Otah put his hand over his eyes. That was more than he could think about just now. How to correct his daughter, how to show her what she’d done wasn’t right, how to try to be a father to her; yes, that he could sit with. That it was too late, that she was already old enough to be another man’s wife; that was too much to bear.
‘It’s a problem, love, yes,’ Kiyan said. ‘But sweet. She’s fourteen summers old. She stole a pretty thing to see if she could. It’s not actually unusual. I was a year older than her when my father caught me sneaking apples off the back of a farmer’s cart.’
‘And did he marry you off to the farmer in punishment?’
‘I’m sorry I brought up the marriage. I only meant that Eiah’s world’s no simpler than ours. It only seems that way from here. To her, it’s just as confused and difficult as anything you deal with. She’s only half a girl, and not quite half a woman.’
Kiyan frowned. Her eyes were rueful and resigned, and she stretched her arms until the elbows cracked.
‘My father made me apologize to the farmer and work for the man until I’d earned back twice the cost of what I’d taken. I don’t know that’s much guidance for us, though. I don’t think any of these girls could do work worth three lengths of gold.’
‘So what do we do?’
‘It doesn’t matter, love. As long as she’s clear that what she did didn’t end the way she’d hoped, we’ll have come as close as we can. I’d say restrict her from seeing Talit Radaani for a week’s time, but that hardly seems equal to the stakes.’

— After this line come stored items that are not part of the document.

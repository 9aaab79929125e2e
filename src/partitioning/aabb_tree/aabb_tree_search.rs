use super::{AabbTree, AabbTreeNode};
use crate::bounding_volume::{Aabb, BoundingVolume};
use std::collections::VecDeque;

/// Breadth-first iterator over the items of an [`AabbTree`] whose bounding box intersects a
/// query box.
///
/// Created by [`AabbTree::search`].
pub struct AabbTreeSearch<'a, T> {
    tree: &'a AabbTree<T>,
    query: Aabb,
    queue: VecDeque<u32>,
}

impl<'a, T> AabbTreeSearch<'a, T> {
    fn new(tree: &'a AabbTree<T>, query: Aabb) -> Self {
        let mut queue = VecDeque::new();
        queue.extend(tree.root);
        Self { tree, query, queue }
    }
}

impl<'a, T> Iterator for AabbTreeSearch<'a, T> {
    type Item = &'a T;

    fn next(&mut self) -> Option<Self::Item> {
        while let Some(id) = self.queue.pop_front() {
            let node = &self.tree.nodes[id as usize];

            if !node.aabb().intersects(&self.query) {
                continue;
            }

            match node {
                AabbTreeNode::Leaf { item, .. } => return Some(item),
                AabbTreeNode::Internal { children, .. } => self.queue.extend(children),
            }
        }

        None
    }
}

impl<T> AabbTree<T> {
    /// Lazily enumerates every item whose bounding box intersects `aabb`.
    ///
    /// Boxes that only touch `aabb` are included. The tree is explored breadth-first,
    /// skipping the subtrees whose box doesn’t intersect `aabb`.
    pub fn search(&self, aabb: &Aabb) -> AabbTreeSearch<'_, T> {
        AabbTreeSearch::new(self, *aabb)
    }

    /// Collects every item whose bounding box intersects `aabb`.
    ///
    /// This is the eager version of [`AabbTree::search`].
    pub fn search_vec(&self, aabb: &Aabb) -> Vec<&T> {
        self.search(aabb).collect()
    }
}
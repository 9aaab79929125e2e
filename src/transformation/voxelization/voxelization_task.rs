use crate::shape::Mesh;
use crate::transformation::voxelization::{
    Voxelization, VoxelizationError, VoxelizationErrorKind, Voxelizer, VoxelizerConfig,
};
use std::sync::atomic::{AtomicBool, AtomicU8, Ordering};
use std::sync::Arc;
use std::thread::JoinHandle;

/// A flag shared between a voxelization and the code that may want to interrupt it.
///
/// Cloning the token yields a handle to the same flag. Once cancelled, a token stays cancelled.
#[derive(Clone, Debug, Default)]
pub struct CancellationToken(Arc<AtomicBool>);

impl CancellationToken {
    /// A new token, not cancelled yet.
    pub fn new() -> Self {
        Self::default()
    }

    /// Requests the cancellation of every voxelization sharing this token.
    pub fn cancel(&self) {
        self.0.store(true, Ordering::Relaxed);
    }

    /// Was [`CancellationToken::cancel`] called on this token or on one of its clones?
    pub fn is_cancelled(&self) -> bool {
        self.0.load(Ordering::Relaxed)
    }
}

/// The progress of a voxelization.
#[derive(Copy, Clone, Debug, PartialEq, Eq, Hash)]
#[repr(u8)]
pub enum VoxelizerState {
    /// The grid is computed but no cell was classified yet.
    Idle = 0,
    /// The cells are being classified.
    Scanning = 1,
    /// The occupied cells are being collected and merged into boxes.
    Aggregating = 2,
    /// The voxelization succeeded.
    Done = 3,
    /// The voxelization failed or was cancelled.
    Failed = 4,
}

impl VoxelizerState {
    fn from_u8(value: u8) -> Self {
        match value {
            0 => Self::Idle,
            1 => Self::Scanning,
            2 => Self::Aggregating,
            3 => Self::Done,
            _ => Self::Failed,
        }
    }
}

/// The state of a voxelization, readable from other threads.
#[derive(Clone, Debug)]
pub(crate) struct SharedState(Arc<AtomicU8>);

impl SharedState {
    pub fn new() -> Self {
        Self(Arc::new(AtomicU8::new(VoxelizerState::Idle as u8)))
    }

    pub fn get(&self) -> VoxelizerState {
        VoxelizerState::from_u8(self.0.load(Ordering::Acquire))
    }

    pub fn set(&self, state: VoxelizerState) {
        self.0.store(state as u8, Ordering::Release);
    }
}

/// A voxelization running on its own thread.
///
/// Created by [`Voxelizer::spawn`]. Dropping the task detaches the thread; call
/// [`VoxelizationTask::cancel`] first to stop it early.
#[derive(Debug)]
pub struct VoxelizationTask {
    mesh: String,
    handle: JoinHandle<Result<Voxelization, VoxelizationError>>,
    token: CancellationToken,
    state: SharedState,
}

impl Voxelizer<'_> {
    /// Voxelizes `mesh` on a new thread.
    ///
    /// Errors, including an invalid configuration, are reported by [`VoxelizationTask::join`].
    pub fn spawn(mesh: Arc<Mesh>, config: VoxelizerConfig) -> VoxelizationTask {
        let token = CancellationToken::new();
        let state = SharedState::new();
        let name = mesh.name().to_string();

        let handle = {
            let token = token.clone();
            let state = state.clone();
            std::thread::spawn(move || match Voxelizer::new(&mesh, config) {
                Ok(voxelizer) => voxelizer
                    .with_cancellation_token(token)
                    .with_shared_state(state)
                    .run(),
                Err(e) => {
                    state.set(VoxelizerState::Failed);
                    Err(e)
                }
            })
        };

        VoxelizationTask {
            mesh: name,
            handle,
            token,
            state,
        }
    }
}

impl VoxelizationTask {
    /// The name of the mesh being voxelized.
    pub fn mesh_name(&self) -> &str {
        &self.mesh
    }

    /// The current progress of the voxelization.
    pub fn state(&self) -> VoxelizerState {
        self.state.get()
    }

    /// Requests the voxelization to stop as soon as possible.
    ///
    /// [`VoxelizationTask::join`] will then return a [`VoxelizationErrorKind::Cancelled`] error,
    /// unless the voxelization was already complete.
    pub fn cancel(&self) {
        self.token.cancel()
    }

    /// The token controlling the cancellation of this task.
    pub fn cancellation_token(&self) -> &CancellationToken {
        &self.token
    }

    /// Has the thread running the voxelization finished?
    pub fn is_finished(&self) -> bool {
        self.handle.is_finished()
    }

    /// Waits for the voxelization to complete.
    pub fn join(self) -> Result<Voxelization, VoxelizationError> {
        match self.handle.join() {
            Ok(result) => result,
            Err(_) => {
                self.state.set(VoxelizerState::Failed);
                log::error!("Voxelization task of mesh {} panicked.", self.mesh);
                Err(VoxelizationError::new(
                    self.mesh,
                    VoxelizationErrorKind::TaskPanicked,
                ))
            }
        }
    }

    /// Returns the result of the voxelization if it is finished, or gives the task back
    /// otherwise.
    pub fn try_join(self) -> Result<Result<Voxelization, VoxelizationError>, Self> {
        if self.is_finished() {
            Ok(self.join())
        } else {
            Err(self)
        }
    }
}
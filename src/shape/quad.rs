//! Definition of the quad shape.

use crate::math::{Point, Real, UnitVector, Vector};
use crate::shape::Triangle;
use na::Unit;

/// A planar quadrilateral.
///
/// The four points are expected to be coplanar and to form a convex polygon, in
/// counter-clockwise order. Geometric queries treat a quad as the two triangles
/// `ABC` and `ACD`.
#[cfg_attr(feature = "serde-serialize", derive(Serialize, Deserialize))]
#[repr(C)]
#[derive(PartialEq, Debug, Copy, Clone)]
pub struct Quad {
    /// The quad first point.
    pub a: Point<Real>,
    /// The quad second point.
    pub b: Point<Real>,
    /// The quad third point.
    pub c: Point<Real>,
    /// The quad fourth point.
    pub d: Point<Real>,
}

impl From<[Point<Real>; 4]> for Quad {
    fn from(arr: [Point<Real>; 4]) -> Self {
        Self::new(arr[0], arr[1], arr[2], arr[3])
    }
}

impl Quad {
    /// Creates a quad from four points.
    #[inline]
    pub fn new(a: Point<Real>, b: Point<Real>, c: Point<Real>, d: Point<Real>) -> Quad {
        Quad { a, b, c, d }
    }

    /// The vertices of this quad.
    #[inline]
    pub fn vertices(&self) -> [Point<Real>; 4] {
        [self.a, self.b, self.c, self.d]
    }

    /// The two triangles `ABC` and `ACD` covering this quad.
    #[inline]
    pub fn triangles(&self) -> [Triangle; 2] {
        [
            Triangle::new(self.a, self.b, self.c),
            Triangle::new(self.a, self.c, self.d),
        ]
    }

    /// The normal of this quad, computed from its first two edges.
    ///
    /// Returns `None` if `A`, `B` and `C` are aligned.
    #[inline]
    pub fn normal(&self) -> Option<UnitVector<Real>> {
        Unit::try_new(self.scaled_normal(), crate::math::DEFAULT_EPSILON)
    }

    /// A vector normal to this quad, collinear to `AB × AC`.
    #[inline]
    pub fn scaled_normal(&self) -> Vector<Real> {
        let ab = self.b - self.a;
        let ac = self.c - self.a;
        ab.cross(&ac)
    }

    /// The four edges scaled directions of this quad: [B - A, C - B, D - C, A - D].
    #[inline]
    pub fn edges_scaled_directions(&self) -> [Vector<Real>; 4] {
        [
            self.b - self.a,
            self.c - self.b,
            self.d - self.c,
            self.a - self.d,
        ]
    }
}
//! Transformation of meshes.

pub mod voxelization;
use crate::shapes::{octahedron, unit_cube};
use meshvox3d::transformation::voxelization::{
    VoxelizationErrorKind, Voxelizer, VoxelizerConfig, VoxelizerState,
};
use std::sync::Arc;

#[test]
fn spawned_voxelization_matches_direct_one() {
    let mesh = Arc::new(octahedron(1.0));
    let config = VoxelizerConfig {
        resolution: 4,
        ..VoxelizerConfig::default()
    };

    let expected = Voxelizer::new(&mesh, config).unwrap().run().unwrap();
    let task = Voxelizer::spawn(mesh.clone(), config);
    assert_eq!(task.mesh_name(), "octahedron");

    while !task.is_finished() {
        std::thread::yield_now();
    }

    assert_eq!(task.state(), VoxelizerState::Done);
    assert_eq!(task.join().unwrap(), expected);
}

#[test]
fn cancelled_task_fails() {
    let mesh = Arc::new(octahedron(1.0));
    let config = VoxelizerConfig {
        resolution: 64,
        ..VoxelizerConfig::default()
    };

    let task = Voxelizer::spawn(mesh, config);
    task.cancel();
    assert!(task.cancellation_token().is_cancelled());

    let err = task.join().unwrap_err();
    assert_eq!(err.mesh, "octahedron");
    assert_eq!(err.kind, VoxelizationErrorKind::Cancelled);
}

#[test]
fn invalid_configuration_is_reported_on_join() {
    let config = VoxelizerConfig {
        resolution: 0,
        ..VoxelizerConfig::default()
    };
    let mut task = Voxelizer::spawn(Arc::new(unit_cube()), config);

    let result = loop {
        match task.try_join() {
            Ok(result) => break result,
            Err(pending) => {
                task = pending;
                std::thread::yield_now();
            }
        }
    };

    assert_eq!(
        result.unwrap_err().kind,
        VoxelizationErrorKind::InvalidResolution
    );
}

‘She could assist the physicians,’ Otah said. ‘Carry out the night pans, wash dressings for the hurt. A week of that to pay back the city for what it bought her.’
Kiyan chuckled.
‘So long as she doesn’t start enjoying it. She plays at being repulsed by blood because it’s expected of her. I think at heart, there’s nothing she’d like more than to cut a body apart and see how it’s built. She’d have made a fine physician if she’d been born a bit lower.’
They talked a bit longer, and Otah felt his rage and uncertainty fade. Kiyan’s quiet, sane, thoughtful voice was the most soothing thing he knew. She was right. It wasn’t strange, it wasn’t a sign that Eiah would grow up to be her aunt Idaan, scheming and killing and lying for the pleasure of it. It was a girl of fourteen summers seeing how far she could go, and the answer was not so far as this. Otah kissed Kiyan before they left, his lips on her cheek. She smiled. There were crow’s-feet at the corners of her eyes now. White strands had shot her hair since she’d been young, but there were more now. Her eyes still glittered as they had when he’d met her in Udun when she’d been the keep of a wayhouse and he had been a courier. She seemed to sense his thoughts, and put her hand to his cheek.
‘Shall we go be the troll-like, unfair, unfeeling, stupid, venal dispensers of unjust punishment?’ she asked.
The blue chamber was wide and round, a table of white marble dominating it like a sheet of ice floating in a far northern sea. The windows looked out on the gardens through walls so thick that sparrows and grackles perched in the sills and pecked at the carved meshwork of the inner shutters. Eiah had been pacing, but stopped when they came in. She looked from one to the other, trying for an innocence of expression that she couldn’t quite reach.
‘Come, sit,’ Kiyan said, gesturing to the table. Eiah came forward as if against her will and sat in one of the carved wooden chairs. Her gaze darted between the two of them, her chin already beginning to slide forward.
‘I understand you took something from a jeweler. A brooch,’ Otah said. ‘Is that true?’
‘Who told you that?’ Eiah asked.
‘Is it true?’ Otah repeated, and his daughter looked down. When she frowned, the same small vertical line appeared between her brows that would sometimes show Kiyan’s distress. Otah felt the passing urge to soothe her fears, but this wasn’t the moment for comfort. He scowled until she looked up, then down again, and nodded. Kiyan sighed.